··· Extracted entries

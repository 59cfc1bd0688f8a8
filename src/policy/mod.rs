//! Policy and value networks

pub mod actor_critic;
pub mod snapshot;

pub use actor_critic::{ActorCritic, ActorCriticConfig};
pub use snapshot::PolicySnapshot;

······

Task details :: What is needed is an exact transcription of every entry.

Output ::
repository 59cfc1bd0688f8a8
filename src/policy/mod.rs
//! Policy and value networks

pub mod actor_critic;
pub mod snapshot;

pub use actor_critic::{ActorCritic, ActorCriticConfig};
pub use snapshot::PolicySnapshot;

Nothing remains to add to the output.